1つ目は、阪神間を襲った大水害と板倉を襲った感染症。日々の平穏な暮らしの一部をえぐり取るような描写である。天変地異と病。リアルな筆致で描かれるシーンは文字通り息を飲む。「全く唯「痛い痛い」と云いつづけるところの、何か、人間離れのした、一箇の呻く怪物の如き存在」と化した板倉。「痛い痛い」という声と「怪物」と化した板倉像がしばらく頭から離れなかった。平和な暮らしに忍び寄る、自然災害、病苦、死。


2つ目は、蒔岡家と外国人家族との交流。ロシア人家族の家に招かれての食事のシーンも忘れがたい。妙子を日本風人形の師と仰いでいるカタリナ、その兄と、老母。両陛下の御真影とニコライ二世の額を同時に掲げている。食卓に次々と並ぶ食べ物、酒。ウォッカ、ビール、日本酒。生牡蠣、イクラ、胡瓜の酢漬。文化のずれから生じるやりとりがとてもリアルで、思わず微笑んでしまう。もうひと家族はドイツ人家族、シュトルツ家。

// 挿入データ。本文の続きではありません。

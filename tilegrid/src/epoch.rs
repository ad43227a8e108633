use crate::TileGridError;
use serde::Serialize;
use std::{fmt, str::FromStr};

/// Last acquisition year whose orthophotos are registered in 2x2
/// blocks under the block's lower-left cell.
pub const BLOCK_REGISTRATION_LAST_YEAR: u16 = 2018;

/// DEM grid vintage.
///
/// Each epoch has its own tile grid and its own DEM archives on the
/// portal.
#[derive(Debug, Clone, Copy, PartialEq, Eq, Hash, Serialize)]
#[serde(into = "&'static str")]
pub enum Epoch {
    Y2010To2013,
    Y2014To2019,
    Y2020To2025,
}

impl Epoch {
    pub const ALL: [Epoch; 3] = [Epoch::Y2010To2013, Epoch::Y2014To2019, Epoch::Y2020To2025];

    /// Returns the grid epoch serving `year`.
    ///
    /// Years before 2010 fall into the oldest epoch; orthophotos from
    /// 1997 and 2008 are published on that grid.
    pub fn from_year(year: u16) -> Result<Self, TileGridError> {
        match year {
            ..=2013 => Ok(Self::Y2010To2013),
            2014..=2019 => Ok(Self::Y2014To2019),
            2020..=2025 => Ok(Self::Y2020To2025),
            _ => Err(TileGridError::InvalidYear(year)),
        }
    }

    pub const fn label(self) -> &'static str {
        match self {
            Self::Y2010To2013 => "2010-2013",
            Self::Y2014To2019 => "2014-2019",
            Self::Y2020To2025 => "2020-2025",
        }
    }
}

impl fmt::Display for Epoch {
    fn fmt(&self, f: &mut fmt::Formatter<'_>) -> fmt::Result {
        f.write_str(self.label())
    }
}

impl From<Epoch> for &'static str {
    fn from(epoch: Epoch) -> &'static str {
        epoch.label()
    }
}

impl FromStr for Epoch {
    type Err = TileGridError;

    fn from_str(s: &str) -> Result<Self, TileGridError> {
        Self::ALL
            .into_iter()
            .find(|epoch| epoch.label() == s)
            .ok_or_else(|| TileGridError::InvalidEpoch(s.to_string()))
    }
}

/// Returns `true` if tiles acquired in `year` are registered per 2x2
/// block.
pub const fn is_block_registered(year: u16) -> bool {
    year <= BLOCK_REGISTRATION_LAST_YEAR
}
mod enumerate;
mod options;
mod run;
mod tiles;

use anyhow::Result;
use clap::Parser;
use options::Cli;

fn main() -> Result<()> {
    env_logger::init();
    let cli = Cli::parse();
    match cli {
        Cli::Run(run) => run.run(),
        Cli::Tiles(tiles) => tiles.run(),
        Cli::Enumerate(enumerate) => enumerate.run(),
        Cli::Resume(resume) => resume.run(),
    }
}
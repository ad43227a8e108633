//! Raster conversion, mosaicking and clipping.
//!
//! The work is done by the GDAL command line utilities, which must be
//! on `PATH`.

use crate::PortalError;
use log::{debug, info};
use std::{
    ffi::{OsStr, OsString},
    fs,
    path::{Path, PathBuf},
    process::Command,
};

/// Value written where the clipped raster lies outside the AOI.
pub const NODATA: &str = "0";

pub trait Raster {
    /// Converts `input` to a GeoTIFF at `output`, assigning `srs`.
    ///
    /// `output` need not carry a `.tif` extension.
    fn translate(&self, input: &Path, output: &Path, srs: &str) -> Result<(), PortalError>;

    /// Mosaics `inputs` through a virtual raster at `vrt` into a
    /// GeoTIFF at `output` with square pixels of `resolution` units.
    fn mosaic(
        &self,
        inputs: &[PathBuf],
        vrt: &Path,
        output: &Path,
        resolution: f64,
    ) -> Result<(), PortalError>;

    /// Clips `input` to the polygons in `cutline`, reprojecting to
    /// `srs`.
    fn clip(&self, input: &Path, output: &Path, cutline: &Path, srs: &str)
        -> Result<(), PortalError>;
}

/// [`Raster`] backed by the GDAL command line utilities.
#[derive(Debug, Clone, Copy, Default)]
pub struct Gdal;

impl Raster for Gdal {
    fn translate(&self, input: &Path, output: &Path, srs: &str) -> Result<(), PortalError> {
        exec("gdal_translate", &translate_args(input, output, srs))?;
        Ok(())
    }

    fn mosaic(
        &self,
        inputs: &[PathBuf],
        vrt: &Path,
        output: &Path,
        resolution: f64,
    ) -> Result<(), PortalError> {
        if let Some(parent) = vrt.parent() {
            fs::create_dir_all(parent)?;
        }
        info!("building {vrt:?} from {} rasters", inputs.len());
        exec("gdalbuildvrt", &buildvrt_args(inputs, vrt))?;
        exec("gdal_translate", &resample_args(vrt, output, resolution))?;
        Ok(())
    }

    fn clip(
        &self,
        input: &Path,
        output: &Path,
        cutline: &Path,
        srs: &str,
    ) -> Result<(), PortalError> {
        exec("gdalwarp", &clip_args(input, output, cutline, srs))?;
        Ok(())
    }
}

fn translate_args(input: &Path, output: &Path, srs: &str) -> Vec<OsString> {
    vec![
        "-of".into(),
        "GTiff".into(),
        "-a_srs".into(),
        srs.into(),
        input.into(),
        output.into(),
    ]
}

fn buildvrt_args(inputs: &[PathBuf], vrt: &Path) -> Vec<OsString> {
    let mut args: Vec<OsString> = vec!["-overwrite".into(), vrt.into()];
    args.extend(inputs.iter().map(OsString::from));
    args
}

fn resample_args(vrt: &Path, output: &Path, resolution: f64) -> Vec<OsString> {
    let resolution = resolution.to_string();
    vec![
        "-tr".into(),
        resolution.clone().into(),
        resolution.into(),
        vrt.into(),
        output.into(),
    ]
}

fn clip_args(input: &Path, output: &Path, cutline: &Path, srs: &str) -> Vec<OsString> {
    vec![
        "-overwrite".into(),
        "-cutline".into(),
        cutline.into(),
        "-crop_to_cutline".into(),
        "-dstnodata".into(),
        NODATA.into(),
        "-t_srs".into(),
        srs.into(),
        input.into(),
        output.into(),
    ]
}

/// Runs `program` and returns its standard output.
pub(crate) fn exec(program: &'static str, args: &[OsString]) -> Result<Vec<u8>, PortalError> {
    debug!(
        "{program} {}",
        args.iter()
            .map(|arg| arg.to_string_lossy())
            .collect::<Vec<_>>()
            .join(" ")
    );
    let output = Command::new(program).args(args).output()?;
    if output.status.success() {
        Ok(output.stdout)
    } else {
        Err(PortalError::Command {
            program,
            status: output.status,
            stderr: String::from_utf8_lossy(&output.stderr).trim().to_string(),
        })
    }
}

/// Returns the files in `paths` with extension `ext`.
pub(crate) fn with_extension<'a>(
    paths: impl IntoIterator<Item = &'a PathBuf>,
    ext: &str,
) -> Vec<PathBuf> {
    paths
        .into_iter()
        .filter(|path| {
            path.extension()
                .and_then(OsStr::to_str)
                .is_some_and(|e| e.eq_ignore_ascii_case(ext))
        })
        .cloned()
        .collect()
}
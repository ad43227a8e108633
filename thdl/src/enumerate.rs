use crate::options::{Enumerate, Resume};
use anyhow::Result;
use indicatif::{MultiProgress, ProgressBar, ProgressDrawTarget};
use portal::{progress, Endpoints, Enumerator, HttpFetcher, Summary};

fn probe_bar(progress_group: &MultiProgress) -> ProgressBar {
    progress_group.add(progress::bar("Probe orthophoto ids".to_string(), 0))
}

fn print_summary(summary: &Summary) {
    println!(
        "probed {} ids, found {} orthophotos, next id {}",
        summary.probed, summary.found, summary.next
    );
}

impl Enumerate {
    pub fn run(&self) -> Result<()> {
        let fetcher = HttpFetcher::new()?;
        let endpoints = Endpoints::new(&self.base_url);
        let progress_group = MultiProgress::with_draw_target(ProgressDrawTarget::stderr_with_hz(4));
        let summary = Enumerator::new(&fetcher, &endpoints, self.jobs).run(
            self.start,
            self.end,
            &self.out,
            &probe_bar(&progress_group),
        )?;
        print_summary(&summary);
        Ok(())
    }
}

impl Resume {
    pub fn run(&self) -> Result<()> {
        let fetcher = HttpFetcher::new()?;
        let endpoints = Endpoints::new(&self.base_url);
        let progress_group = MultiProgress::with_draw_target(ProgressDrawTarget::stderr_with_hz(4));
        match Enumerator::new(&fetcher, &endpoints, self.jobs).resume(
            self.end,
            &self.out,
            &probe_bar(&progress_group),
        )? {
            Some(summary) => print_summary(&summary),
            None => println!("{:?} already reaches id {}", self.out, self.end),
        }
        Ok(())
    }
}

幸子の娘、悦子はドイツ語(「Auf Wiedersehen」)で、シュトルツ家の娘ローゼマリーは日本語(「エツコさん、ご機嫌よう!」)で別れを告げる。人情味に厚く、綺麗好きのシュトルツ夫人。ドイツ語、英語の手紙でのやりとりが物語の重要な一部を占める。外国語の手紙や、候文の手紙もこの小説の文体に彩りを加えている。


3つ目は、何といっても一筋縄では行かない、多面性を持った人物造形だ。四女妙子然り。幸子の下女、お春然り。個人的にこのお春という登場人物に惹かれる。貧しい生い立ちのお春は、横着して着物も着替えず、襟を汚してしまう。ただ、人に対してはとても優しく、なんといっても頑健な体を持ち、勇敢である。水害の時や、雪子や奥畑が病気の時など、勇敢に、感染病など臆すことなく、八面六臂の活躍をする。幸子への忠誠も印象に残る。四女妙子はその当時流行していた「モダンガール」の装いで、普段は洋服を着ている。良家の娘は働くことが悪しきものだとされていた時代。それでも手に職をつけて、自分の足で立っていくことを望む。日本人形を作らせたらプロ級。日本舞踊を踊らせても一流。西洋の裁縫技術を学ぶためにフランス留学も考える。自分の欲するものは何をしてでも手にいれる。とにかくそれぞれの登場人物が魅力的である。


「彼女は妙子と云うものを、自分たち姉妹の中では一人だけ毛色の変った、活溌で進取的で、何でも思うことを傍若無人にやってのける近代娘であると云う風に見、時には憎らしくさえなることがあるのだけれども、この舞姿を見ていると、矢張妙子にも昔の日本娘らしいしとやかさがあることが分って、今迄とは違った意味で可愛いらしくもいとおしくもなって来るのである。」

感情の機微、すれ違い、プライド。姉と妹、何といってもこの4人姉妹の仲の良さ。妬みや嫉みがなく、お互いを思いやっている。この数年で読んだ小説の中で間違いなく最良のものだと思う。とにかく、純粋に小説を読む楽しさ、豊かさを教えてくれた。言葉がとにかく豊潤で、関西弁、候文、外国語、標準語が織り混ざり、この物語により一層の奥行きを与えている。源氏物語を訳したばかりの谷崎。板倉の霊が憑依するところなど、当然その影響は細雪にも及んでいるであろう。雪子の最後の見合い相手は谷崎が尊敬していた作家永井荷風を彷彿とさせる。天災の描写、感慨は谷崎が経験した関東大震災での恐ろしい体験を下敷きにしているに違いない。1938年のズデーテン地方割譲、1939年9月のドイツによるポーランド侵攻の切羽詰まった状況も描かれている。第二次世界大戦中の検閲下にも関わらず自費出版でも出版する決意をした物語。


ジョイスの『ユリーシーズ』、プルーストの『失われた時を求めて』、と併せて死ぬまでに原語で読みたい作品であった。読後の充実感はまだ残っている。


『細雪』と云うタイトル、結局細雪が物語の中で降ることはなかった。それでやっとタイトルの謎が解けた。文句なしで最高の小説の1つだ。